Task to complete
Scan the entries below and return each line that contains "SinkConfig".

Dataset entries
....
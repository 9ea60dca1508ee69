//! # Integration Tests
//!
//! Cross-crate and end-to-end tests.
//!
//! Covers:
//! - Contract snapshots (wire format of the public records)
//! - NDJSON replay -> emission pipeline -> dispatcher -> file sink
//! - Fleet-level scenarios (idle, load, fusion causality, windows)

#[cfg(test)]
mod contract_tests {
    use contracts::{
        AlertKind, EmissionRecord, OutputEvent, PipelineBlueprint, Severity, Topic,
    };

    #[test]
    fn test_contracts_compile() {
        let _ = contracts::ConfigVersion::V1;
    }

    #[test]
    fn test_output_event_wire_format() {
        let record = EmissionRecord {
            vehicle_id: "TRK-101".to_string(),
            timestamp: 1_000,
            latitude: 12.97,
            longitude: 77.59,
            speed_kmh: 0.0,
            load_kg: 0.0,
            idle_seconds: 150,
            co2_grams: 85.0,
            co2_rate_g_per_km: 0.0,
            alert_kind: Some(AlertKind::HighIdle),
            severity: Severity::Critical,
            alert_message: Some("idle".to_string()),
        };
        let json = serde_json::to_value(OutputEvent::Emission(record)).unwrap();

        assert_eq!(json["topic"], "emission");
        assert_eq!(json["payload"]["alert_kind"], "HIGH_IDLE");
        assert_eq!(json["payload"]["severity"], "CRITICAL");
    }

    #[test]
    fn test_blueprint_toml_round_trip() {
        let toml = r#"
            [engine.window]
            duration_ms = 60000
            lateness_ms = 5000

            [ingestion]
            positions_path = "positions.ndjson"

            [[sinks]]
            name = "alerts"
            sink_type = "log"
            topics = ["alerts"]
        "#;
        let blueprint =
            config_loader::ConfigLoader::load_from_str(toml, config_loader::ConfigFormat::Toml)
                .unwrap();
        assert!(blueprint.routes_topic(Topic::Alerts));
        assert!(!blueprint.routes_topic(Topic::Emissions));

        let rendered = config_loader::ConfigLoader::to_toml(&blueprint).unwrap();
        let reparsed: PipelineBlueprint = config_loader::ConfigLoader::load_from_str(
            &rendered,
            config_loader::ConfigFormat::Toml,
        )
        .unwrap();
        assert_eq!(reparsed.engine, blueprint.engine);
        assert_eq!(reparsed.ingestion, blueprint.ingestion);
    }
}

#[cfg(test)]
mod e2e_tests {
    use std::collections::HashMap;
    use std::io::Write;
    use std::path::Path;

    use contracts::{
        AlertEvent, AlertKind, EmissionRecord, EngineConfig, InboundEvent, OutputEvent,
        PositionEvent, Severity, SinkConfig, SinkType, TelemetryEvent, WindowConfig,
        WindowSummary,
    };
    use dispatcher::create_dispatcher;
    use ingestion::{IngestionPipeline, ReplayConfig, ReplayReport};
    use observability::EmissionStatsAggregator;
    use serde::de::DeserializeOwned;
    use stream_engine::{EmissionPipeline, PipelineCounters};
    use tempfile::{tempdir, NamedTempFile};
    use tokio::sync::mpsc;

    fn position(vehicle_id: &str, timestamp: u64, speed_kmh: f64) -> PositionEvent {
        PositionEvent {
            vehicle_id: vehicle_id.to_string(),
            timestamp,
            latitude: 22.57,
            longitude: 88.36,
            speed_kmh,
            heading: 90.0,
        }
    }

    fn telemetry(vehicle_id: &str, timestamp: u64, load_kg: f64, idle_seconds: u32) -> TelemetryEvent {
        TelemetryEvent {
            vehicle_id: vehicle_id.to_string(),
            timestamp,
            fuel_level_pct: 70.0,
            engine_temp_c: 88.0,
            load_kg,
            idle_seconds,
        }
    }

    fn ndjson<T: serde::Serialize>(events: &[T]) -> NamedTempFile {
        let mut file = NamedTempFile::new().unwrap();
        for event in events {
            writeln!(file, "{}", serde_json::to_string(event).unwrap()).unwrap();
        }
        file
    }

    fn read_ndjson<T: DeserializeOwned>(path: &Path) -> Vec<T> {
        match std::fs::read_to_string(path) {
            Ok(content) => content
                .lines()
                .map(|line| serde_json::from_str(line).unwrap())
                .collect(),
            Err(_) => Vec::new(),
        }
    }

    struct RunOutput {
        counters: PipelineCounters,
        replay: ReplayReport,
        stats: EmissionStatsAggregator,
    }

    /// NDJSON replay -> EmissionPipeline -> Dispatcher -> FileSink
    async fn replay_to_files(
        positions: &NamedTempFile,
        telemetry: Option<&NamedTempFile>,
        engine: &EngineConfig,
        out: &Path,
    ) -> RunOutput {
        let mut ingestion = IngestionPipeline::new(ReplayConfig {
            positions_path: Some(positions.path().to_path_buf()),
            telemetry_path: telemetry.map(|f| f.path().to_path_buf()),
            channel_capacity: 8,
            replay_speed: 0.0,
        });
        let input_rx = ingestion.take_receiver().unwrap();
        let replay = ingestion.start();

        let (output_tx, output_rx) = mpsc::channel(8);
        let sink = SinkConfig {
            name: "ndjson".to_string(),
            sink_type: SinkType::File,
            queue_capacity: 1024,
            topics: vec![],
            params: HashMap::from([("path".to_string(), out.display().to_string())]),
        };
        let dispatcher = create_dispatcher(vec![sink], output_rx).await.unwrap();
        let dispatcher_handle = dispatcher.spawn();

        let mut pipeline = EmissionPipeline::new(engine);
        let mut stats = EmissionStatsAggregator::new();
        while let Ok(event) = input_rx.recv().await {
            match event {
                InboundEvent::Telemetry(reading) => pipeline.push_telemetry(reading),
                InboundEvent::Position(position) => {
                    let output = pipeline.push_position(position);
                    stats.update_record(&output.record);
                    output_tx
                        .send(OutputEvent::Emission(output.record))
                        .await
                        .unwrap();
                    if let Some(alert) = output.alert {
                        output_tx.send(OutputEvent::Alert(alert)).await.unwrap();
                    }
                    for summary in output.summaries {
                        stats.update_summary(&summary);
                        output_tx.send(OutputEvent::Summary(summary)).await.unwrap();
                    }
                }
            }
        }

        let counters = pipeline.shutdown();
        drop(output_tx);
        let sinks = dispatcher_handle.await.unwrap();
        assert_eq!(sinks[0].1.dropped_count, 0);

        RunOutput {
            counters,
            replay: replay.await.unwrap().unwrap(),
            stats,
        }
    }

    #[tokio::test]
    async fn test_e2e_replay_pipeline() {
        let positions = ndjson(&[
            position("TRK-101", 1_000, 45.0),
            position("TRK-102", 2_000, 0.0),
            position("TRK-101", 4_000, 90.0),
        ]);
        let telemetry = ndjson(&[
            telemetry("TRK-102", 1_500, 0.0, 150),
            telemetry("TRK-101", 3_000, 2_000.0, 0),
        ]);
        let out = tempdir().unwrap();

        let run = replay_to_files(
            &positions,
            Some(&telemetry),
            &EngineConfig::default(),
            out.path(),
        )
        .await;

        assert_eq!(run.replay.positions, 3);
        assert_eq!(run.replay.telemetry, 2);
        assert_eq!(run.counters.records, 3);

        let records: Vec<EmissionRecord> = read_ndjson(&out.path().join("emissions.ndjson"));
        assert_eq!(records.len(), 3);
        // per-vehicle order preserved
        let trk101: Vec<_> = records
            .iter()
            .filter(|r| r.vehicle_id == "TRK-101")
            .map(|r| r.timestamp)
            .collect();
        assert_eq!(trk101, vec![1_000, 4_000]);

        let idle = records.iter().find(|r| r.vehicle_id == "TRK-102").unwrap();
        assert_eq!(idle.severity, Severity::Critical);
        assert!((idle.co2_grams - 85.0).abs() < 1e-9);

        let alerts: Vec<AlertEvent> = read_ndjson(&out.path().join("alerts.ndjson"));
        assert_eq!(alerts.len() as u64, run.counters.alerts);
        assert!(alerts
            .iter()
            .any(|a| a.alert_kind == AlertKind::HighIdle && a.message.contains("1275.0g")));

        // 5-minute windows stay open; discarded at shutdown
        assert!(!out.path().join("summaries.ndjson").exists());
        assert_eq!(run.counters.open_windows_discarded, 2);
        assert_eq!(run.stats.summary().total_records, 3);
    }

    #[tokio::test]
    async fn test_e2e_fusion_split_around_telemetry() {
        let positions = ndjson(&[position("VAN-1", 3_000, 45.0), position("VAN-1", 8_000, 45.0)]);
        let telemetry = ndjson(&[telemetry("VAN-1", 5_000, 4_000.0, 0)]);
        let out = tempdir().unwrap();

        replay_to_files(&positions, Some(&telemetry), &EngineConfig::default(), out.path()).await;

        let records: Vec<EmissionRecord> = read_ndjson(&out.path().join("emissions.ndjson"));
        assert_eq!(records.len(), 2);
        // t=3 precedes the telemetry: unloaded defaults
        assert_eq!(records[0].load_kg, 0.0);
        assert_eq!(records[0].co2_rate_g_per_km, 650.0);
        // t=8 joins telemetry t=5: 650 + 4 * 25
        assert_eq!(records[1].load_kg, 4_000.0);
        assert_eq!(records[1].co2_rate_g_per_km, 750.0);
    }

    #[test]
    fn test_fusion_ignores_future_telemetry() {
        let mut pipeline = EmissionPipeline::default();
        pipeline.push_telemetry(telemetry("VAN-1", 5_000, 4_000.0, 0));

        let early = pipeline.push_position(position("VAN-1", 3_000, 45.0));
        assert_eq!(early.record.load_kg, 0.0);

        let late = pipeline.push_position(position("VAN-1", 8_000, 45.0));
        assert_eq!(late.record.load_kg, 4_000.0);
    }

    #[tokio::test]
    async fn test_e2e_windows_and_late_records() {
        let engine = EngineConfig {
            window: WindowConfig {
                duration_ms: 60_000,
                lateness_ms: 5_000,
            },
            ..Default::default()
        };
        let positions = ndjson(&[
            position("V", 10_000, 50.0),
            position("V", 20_000, 50.0),
            position("V", 50_000, 50.0),
            position("V", 70_000, 50.0),
            // W's first bucket closed when V reached 70s
            position("W", 30_000, 50.0),
            position("W", 80_000, 50.0),
            position("V", 130_000, 50.0),
        ]);
        let out = tempdir().unwrap();

        let run = replay_to_files(&positions, None, &engine, out.path()).await;

        assert_eq!(run.counters.records, 7);
        assert_eq!(run.counters.late_dropped, 1);

        let summaries: Vec<WindowSummary> = read_ndjson(&out.path().join("summaries.ndjson"));
        let keys: Vec<_> = summaries
            .iter()
            .map(|s| (s.window_start, s.vehicle_id.as_str(), s.reading_count))
            .collect();
        assert_eq!(
            keys,
            vec![(0, "V", 3), (60_000, "V", 1), (60_000, "W", 1)]
        );
        assert!(summaries.iter().all(|s| s.window_end == s.window_start + 60_000));

        // the late record is still emitted, only excluded from its window
        let records: Vec<EmissionRecord> = read_ndjson(&out.path().join("emissions.ndjson"));
        assert!(records.iter().any(|r| r.vehicle_id == "W" && r.timestamp == 30_000));
        assert_eq!(run.counters.open_windows_discarded, 1);
    }

    #[tokio::test]
    async fn test_e2e_replay_is_deterministic() {
        let positions = ndjson(&[
            position("A", 1_000, 30.0),
            position("B", 1_000, 0.0),
            position("A", 2_000, 75.0),
        ]);
        let telemetry = ndjson(&[
            telemetry("B", 1_000, 500.0, 70),
            telemetry("A", 1_500, 1_200.0, 0),
        ]);

        let first = tempdir().unwrap();
        let second = tempdir().unwrap();
        replay_to_files(&positions, Some(&telemetry), &EngineConfig::default(), first.path()).await;
        replay_to_files(&positions, Some(&telemetry), &EngineConfig::default(), second.path())
            .await;

        for file in ["emissions.ndjson", "alerts.ndjson"] {
            let a = std::fs::read_to_string(first.path().join(file)).unwrap();
            let b = std::fs::read_to_string(second.path().join(file)).unwrap();
            assert_eq!(a, b, "{file} differs between runs");
        }
    }

    #[tokio::test]
    async fn test_e2e_malformed_input_skipped() {
        let mut positions = ndjson(&[position("A", 1_000, 30.0)]);
        writeln!(positions, "not json").unwrap();
        writeln!(
            positions,
            "{}",
            serde_json::to_string(&position("A", 2_000, -10.0)).unwrap()
        )
        .unwrap();
        writeln!(
            positions,
            "{}",
            serde_json::to_string(&position("A", 3_000, 30.0)).unwrap()
        )
        .unwrap();
        let out = tempdir().unwrap();

        let run = replay_to_files(&positions, None, &EngineConfig::default(), out.path()).await;

        assert_eq!(run.replay.decode_errors, 1);
        assert_eq!(run.replay.rejected, 1);
        assert_eq!(run.counters.records, 2);
    }

    #[test]
    fn test_pipeline_records_match_model() {
        let engine = EngineConfig::default();
        let mut pipeline = EmissionPipeline::new(&engine);
        pipeline.push_telemetry(telemetry("BUS-9", 1_000, 3_500.0, 0));

        for (timestamp, speed) in [(2_000, 18.0), (3_000, 62.0), (4_000, 104.0)] {
            let output = pipeline.push_position(position("BUS-9", timestamp, speed));
            let expected = emission_model::estimate(speed, 3_500.0, 0, &engine.model);
            assert_eq!(output.record.co2_grams, expected.co2_grams);
            assert_eq!(output.record.co2_rate_g_per_km, expected.co2_rate_g_per_km);
        }
    }

    #[test]
    fn test_fleet_snapshot_after_run() {
        let mut pipeline = EmissionPipeline::default();
        pipeline.push_telemetry(telemetry("TRK-104", 500, 0.0, 130));
        pipeline.push_position(position("TRK-104", 1_000, 0.0));
        pipeline.push_position(position("TRK-105", 1_000, 55.0));

        let fleet = pipeline.fleet_snapshot();
        let ids: Vec<_> = fleet.vehicles.iter().map(|v| v.vehicle_id.as_str()).collect();
        assert_eq!(ids, vec!["TRK-104", "TRK-105"]);
        assert_eq!(
            fleet.get("TRK-104").map(|v| v.status),
            Some(contracts::VehicleStatus::Critical)
        );
        assert!(fleet.total_co2_grams() > 0.0);
    }
}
....
Exercise solution
        PositionEvent, Severity, SinkConfig, SinkType, TelemetryEvent, WindowConfig,
        let sink = SinkConfig {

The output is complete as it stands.